Dataset entries
+++

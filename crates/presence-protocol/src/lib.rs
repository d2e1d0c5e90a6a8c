//! Presence Sensor Protocol
//!
//! This crate talks to the microcontroller that measures how long a person
//! has been standing in front of the kiosk. The device writes one ASCII
//! message per line:
//!
//! ```text
//! READY
//! DISTANCE:<cm>,TIME:<seconds>
//! COMPLETE
//! CANCELLED
//! RESET
//! ```

mod client;
mod discovery;
mod error;
mod message;

pub use client::{PresenceClient, DEFAULT_BAUD_RATE, MAX_LINE_BYTES};
pub use discovery::{discover_port, list_candidates, select_port, PortCandidate};
pub use error::PresenceError;
pub use message::{PresenceEvent, PresenceMessage};
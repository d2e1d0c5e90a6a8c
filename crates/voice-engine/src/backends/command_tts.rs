//! Speech through an external text-to-speech program

use crate::engine::SynthesisEngine;
use crate::VoiceError;
use async_trait::async_trait;
use std::sync::atomic::{AtomicU64, Ordering};
use std::sync::{Arc, Mutex};
use tokio::process::Command;
use tokio::sync::{mpsc, Notify};
use tokio::task::JoinHandle;
use tracing::{debug, info, warn};

/// espeak words per minute at rate 1.0
const BASE_WORDS_PER_MINUTE: f32 = 175.0;

#[derive(Debug, Clone, Copy)]
struct Settings {
    rate: f32,
    volume: f32,
}

struct Utterance {
    generation: u64,
    text: String,
}

/// Synthesizer that runs one program invocation per utterance,
/// espeak-ng style: `<program> -v <voice> -s <wpm> -a <amplitude> <text>`
pub struct CommandSynthesizer {
    program: String,
    voice: String,
    settings: Arc<Mutex<Settings>>,
    generation: Arc<AtomicU64>,
    interrupt: Arc<Notify>,
    queue: Mutex<Option<mpsc::UnboundedSender<Utterance>>>,
    worker: Mutex<Option<JoinHandle<()>>>,
}

impl CommandSynthesizer {
    pub fn new(program: impl Into<String>, voice: impl Into<String>) -> Self {
        Self {
            program: program.into(),
            voice: voice.into(),
            settings: Arc::new(Mutex::new(Settings { rate: 1.0, volume: 1.0 })),
            generation: Arc::new(AtomicU64::new(0)),
            interrupt: Arc::new(Notify::new()),
            queue: Mutex::new(None),
            worker: Mutex::new(None),
        }
    }

    fn enqueue(&self, text: &str) -> Result<(), VoiceError> {
        let queue = self
            .queue
            .lock()
            .map_err(|_| VoiceError::Synthesis("queue poisoned".into()))?;
        let sender = queue.as_ref().ok_or(VoiceError::NotReady)?;
        sender
            .send(Utterance {
                generation: self.generation.load(Ordering::SeqCst),
                text: text.to_string(),
            })
            .map_err(|_| VoiceError::Synthesis("speech worker stopped".into()))
    }
}

fn arguments(voice: &str, settings: Settings, text: &str) -> Vec<String> {
    let words_per_minute = (BASE_WORDS_PER_MINUTE * settings.rate).round().max(80.0) as u32;
    let amplitude = (settings.volume.clamp(0.0, 1.0) * 100.0).round() as u32;
    vec![
        "-v".into(),
        voice.into(),
        "-s".into(),
        words_per_minute.to_string(),
        "-a".into(),
        amplitude.to_string(),
        text.into(),
    ]
}

async fn speech_worker(
    program: String,
    voice: String,
    settings: Arc<Mutex<Settings>>,
    generation: Arc<AtomicU64>,
    interrupt: Arc<Notify>,
    mut queue: mpsc::UnboundedReceiver<Utterance>,
) {
    while let Some(utterance) = queue.recv().await {
        if utterance.generation < generation.load(Ordering::SeqCst) {
            debug!("Dropping interrupted utterance '{}'", utterance.text);
            continue;
        }

        let current = match settings.lock() {
            Ok(s) => *s,
            Err(_) => Settings { rate: 1.0, volume: 1.0 },
        };

        let mut child = match Command::new(&program)
            .args(arguments(&voice, current, &utterance.text))
            .kill_on_drop(true)
            .spawn()
        {
            Ok(child) => child,
            Err(e) => {
                warn!("Failed to run {}: {}", program, e);
                continue;
            }
        };

        tokio::select! {
            status = child.wait() => {
                if let Ok(status) = status {
                    if !status.success() {
                        warn!("{} exited with {}", program, status);
                    }
                }
            }
            _ = interrupt.notified() => {
                debug!("Speech interrupted");
                let _ = child.kill().await;
            }
        }
    }
}

#[async_trait]
impl SynthesisEngine for CommandSynthesizer {
    fn name(&self) -> &str {
        &self.program
    }

    async fn init(&self) -> Result<(), VoiceError> {
        let probe = Command::new(&self.program)
            .arg("--version")
            .output()
            .await
            .map_err(|e| VoiceError::EngineInit(format!("{}: {}", self.program, e)))?;
        if !probe.status.success() {
            return Err(VoiceError::EngineInit(format!("{} --version failed", self.program)));
        }

        let (tx, rx) = mpsc::unbounded_channel();
        let handle = tokio::spawn(speech_worker(
            self.program.clone(),
            self.voice.clone(),
            Arc::clone(&self.settings),
            Arc::clone(&self.generation),
            Arc::clone(&self.interrupt),
            rx,
        ));

        if let Ok(mut queue) = self.queue.lock() {
            *queue = Some(tx);
        }
        if let Ok(mut worker) = self.worker.lock() {
            if let Some(previous) = worker.replace(handle) {
                previous.abort();
            }
        }

        info!("Speech through {} ({})", self.program, self.voice);
        Ok(())
    }

    fn speak(&self, text: &str) -> Result<(), VoiceError> {
        self.enqueue(text)
    }

    fn speak_urgent(&self, text: &str) -> Result<(), VoiceError> {
        self.stop();
        self.enqueue(text)
    }

    fn stop(&self) {
        self.generation.fetch_add(1, Ordering::SeqCst);
        self.interrupt.notify_waiters();
    }

    fn set_rate(&self, rate: f32) {
        if let Ok(mut settings) = self.settings.lock() {
            settings.rate = rate.max(0.1);
        }
    }

    fn set_volume(&self, volume: f32) {
        if let Ok(mut settings) = self.settings.lock() {
            settings.volume = volume.clamp(0.0, 1.0);
        }
    }

    async fn shutdown(&self) {
        self.stop();
        if let Ok(mut queue) = self.queue.lock() {
            queue.take();
        }
        let worker = self.worker.lock().ok().and_then(|mut w| w.take());
        if let Some(worker) = worker {
            worker.abort();
        }
    }
}

/// Synthesizer that only logs what it would say
#[derive(Debug, Default)]
pub struct SilentSynthesizer;

#[async_trait]
impl SynthesisEngine for SilentSynthesizer {
    fn name(&self) -> &str {
        "silent"
    }

    async fn init(&self) -> Result<(), VoiceError> {
        Ok(())
    }

    fn speak(&self, text: &str) -> Result<(), VoiceError> {
        info!("[speech] {}", text);
        Ok(())
    }

    fn speak_urgent(&self, text: &str) -> Result<(), VoiceError> {
        info!("[speech!] {}", text);
        Ok(())
    }

    fn stop(&self) {}

    fn set_rate(&self, _rate: f32) {}

    fn set_volume(&self, _volume: f32) {}

    async fn shutdown(&self) {}
}

#[cfg(test)]
mod tests {
    use super::*;

    #[test]
    fn test_arguments() {
        let args = arguments("es", Settings { rate: 1.0, volume: 0.8 }, "hola");
        assert_eq!(args, vec!["-v", "es", "-s", "175", "-a", "80", "hola"]);

        let slow = arguments("es", Settings { rate: 0.2, volume: 3.0 }, "x");
        assert_eq!(slow[3], "80");
        assert_eq!(slow[5], "100");
    }

    #[tokio::test]
    async fn test_missing_program_fails_init() {
        let synthesizer = CommandSynthesizer::new("definitely-not-a-tts-program", "es");
        assert!(matches!(synthesizer.init().await, Err(VoiceError::EngineInit(_))));
        assert!(matches!(synthesizer.speak("hola"), Err(VoiceError::NotReady)));
    }

    #[tokio::test]
    async fn test_silent_synthesizer_accepts_everything() {
        let synthesizer = SilentSynthesizer;
        synthesizer.init().await.unwrap();
        synthesizer.speak("hola").unwrap();
        synthesizer.speak_urgent("ya").unwrap();
    }
}
//! Detection verdicts

use crate::client::VerifyResponse;
use serde::{Deserialize, Serialize};
use std::collections::BTreeMap;

/// Service status string that flags a person needing assistance
const ASSISTANCE_STATUS: &str = "persona discapacitada";

/// Kind of assistance the detected person needs
#[derive(Debug, Clone, Copy, PartialEq, Eq, Serialize, Deserialize)]
#[serde(rename_all = "SCREAMING_SNAKE_CASE")]
pub enum AssistanceCategory {
    /// Crutches, wheelchair or similar
    Mobility,
    /// Dark glasses, white cane or similar
    Visual,
    /// More than one kind of evidence
    Multiple,
    /// Evidence that does not map to a specific kind (e.g. a disability card)
    Other,
    /// No assistance needed
    None,
}

impl AssistanceCategory {
    /// Get string representation
    pub fn as_str(&self) -> &'static str {
        match self {
            AssistanceCategory::Mobility => "mobility",
            AssistanceCategory::Visual => "visual",
            AssistanceCategory::Multiple => "multiple",
            AssistanceCategory::Other => "other",
            AssistanceCategory::None => "none",
        }
    }

    /// Derive the category from per-label detection counts
    pub fn from_counts(counts: &BTreeMap<String, u32>, status: &str) -> Self {
        let count = |label: &str| counts.get(label).copied().unwrap_or(0);

        let evidence = [
            (count("crutch") > 0, AssistanceCategory::Mobility),
            (count("sunglasses") > 0, AssistanceCategory::Visual),
            (count("card") > 0, AssistanceCategory::Other),
        ];
        let mut present = evidence.iter().filter(|(seen, _)| *seen).map(|(_, category)| *category);

        match (present.next(), present.next()) {
            (Some(_), Some(_)) => AssistanceCategory::Multiple,
            (Some(category), None) => category,
            _ if status.trim().eq_ignore_ascii_case(ASSISTANCE_STATUS) => AssistanceCategory::Other,
            _ => AssistanceCategory::None,
        }
    }
}

/// Immutable outcome of one detection cycle.
///
/// `person_needs_assistance()` is true exactly when the cycle succeeded and
/// the category is not [`AssistanceCategory::None`].
#[derive(Debug, Clone, Serialize)]
pub struct DetectionVerdict {
    succeeded: bool,
    person_needs_assistance: bool,
    assistance_category: AssistanceCategory,
    raw_counts: BTreeMap<String, u32>,
    elapsed_millis: u64,
    error_message: Option<String>,
}

impl DetectionVerdict {
    /// Successful cycle
    pub fn success(category: AssistanceCategory, raw_counts: BTreeMap<String, u32>, elapsed_millis: u64) -> Self {
        Self {
            succeeded: true,
            person_needs_assistance: category != AssistanceCategory::None,
            assistance_category: category,
            raw_counts,
            elapsed_millis,
            error_message: None,
        }
    }

    /// Failed cycle
    pub fn failure(message: impl Into<String>, elapsed_millis: u64) -> Self {
        Self {
            succeeded: false,
            person_needs_assistance: false,
            assistance_category: AssistanceCategory::None,
            raw_counts: BTreeMap::new(),
            elapsed_millis,
            error_message: Some(message.into()),
        }
    }

    /// Build from a service response
    pub fn from_response(response: &VerifyResponse, elapsed_millis: u64) -> Self {
        let counts = response.details.totals.clone();
        let category = AssistanceCategory::from_counts(&counts, &response.status);
        Self::success(category, counts, elapsed_millis)
    }

    pub fn succeeded(&self) -> bool {
        self.succeeded
    }

    pub fn person_needs_assistance(&self) -> bool {
        self.person_needs_assistance
    }

    pub fn assistance_category(&self) -> AssistanceCategory {
        self.assistance_category
    }

    pub fn raw_counts(&self) -> &BTreeMap<String, u32> {
        &self.raw_counts
    }

    pub fn elapsed_millis(&self) -> u64 {
        self.elapsed_millis
    }

    pub fn error_message(&self) -> Option<&str> {
        self.error_message.as_deref()
    }
}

+++

▶ **Problem requirements**: Scan the records above for the string "NotReady", and copy every line where it turns up.

▶ **Solution for this task**:
        let sender = queue.as_ref().ok_or(VoiceError::NotReady)?;
        assert!(matches!(synthesizer.speak("hola"), Err(VoiceError::NotReady)));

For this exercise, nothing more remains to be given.